Alors que le ministre des Finances a rencontré lundi les capitaines de l’industrie pour qu’ils changent de braquet et passent à l’offensive, après les annonces budgétaires et en attendant l’adoption du Finance Bill, le mood dans le pays n’est pas pour le moins propice à une telle démarche. La succession des affaires, les unes plus troublantes que les autres, comme les allégations de tortures policières sur certains suspects, celles de l’ex-patron de Mauritius Telecom sur l’installation d’équipements pour sniffer le trafic Internet sur le réseau SAFE en passant par la perception de la population de vivre dans un État policier, sont susceptibles de refroidir l’ardeur des investisseurs locaux et internationaux à se lancer dans de nouvelles aventures industrielles. 

D’autant plus que le pays est entré dans une phase d’instabilité où les grandes manoeuvres animent les partis de l’opposition avec un sentiment d’unité retrouvée pour faire partir le Premier ministre, même si celui-ci maintient qu’il est déterminé à aller jusqu’au bout de son mandat, tenant le cap jusqu’en 2024 pour dresser éventuellement le bilan de son action gouvernementale à la faveur des prochaines échéances électorales. Dans cet environnement délétère, les dernières statistiques des comptes nationaux publiées à la fin du mois dernier, viennent ajouter leur grain de sel pour indiquer que les choses pourraient se tasser sur le front de l’investissement. Certes, les interprétations divergent, mais, en clair, les experts de Statistics Mauritius indiquent que le rythme de l’investissement sera ralenti au niveau national cette année. 

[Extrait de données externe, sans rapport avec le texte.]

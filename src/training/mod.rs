//! Training loop, synthetic renderer, and schedules.

pub mod render;
pub mod schedule;
pub mod trainer;

pub use render::{RenderOutput, Renderer, SyntheticRenderer};
pub use schedule::PositionLrSchedule;
pub use trainer::{TrainSummary, Trainer};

En gros, l’investissement connaîtra une croissance de seulement 0,9 % en 2022 contre un taux de 14 % l’année dernière. Doit-on alors comprendre qu’il y aura moins de milliards, publics comme privés, pour investir, pour le développement des infrastructures et autres projets d’intérêt national ? Pas nécessairement, répond l’analyste financier Imrith Ramtohul qui soutient que les pourcentages de baisse sont en termes réels et non pas nominaux, et doivent, de ce fait, exclure l’effet d’inflation. «Nous avons eu, en 2021, une base de comparaison basse en raison d’une forte contraction de 26,2 % des investissements compte tenu de la crise sanitaire et du confinement du pays. Donc, c’est une année exceptionnelle. Il faudra peut-être comparer le niveau d’investissement à celui de 2019 qui a été plus ou moins une année normale où on note justement une hausse de 4,9 %.»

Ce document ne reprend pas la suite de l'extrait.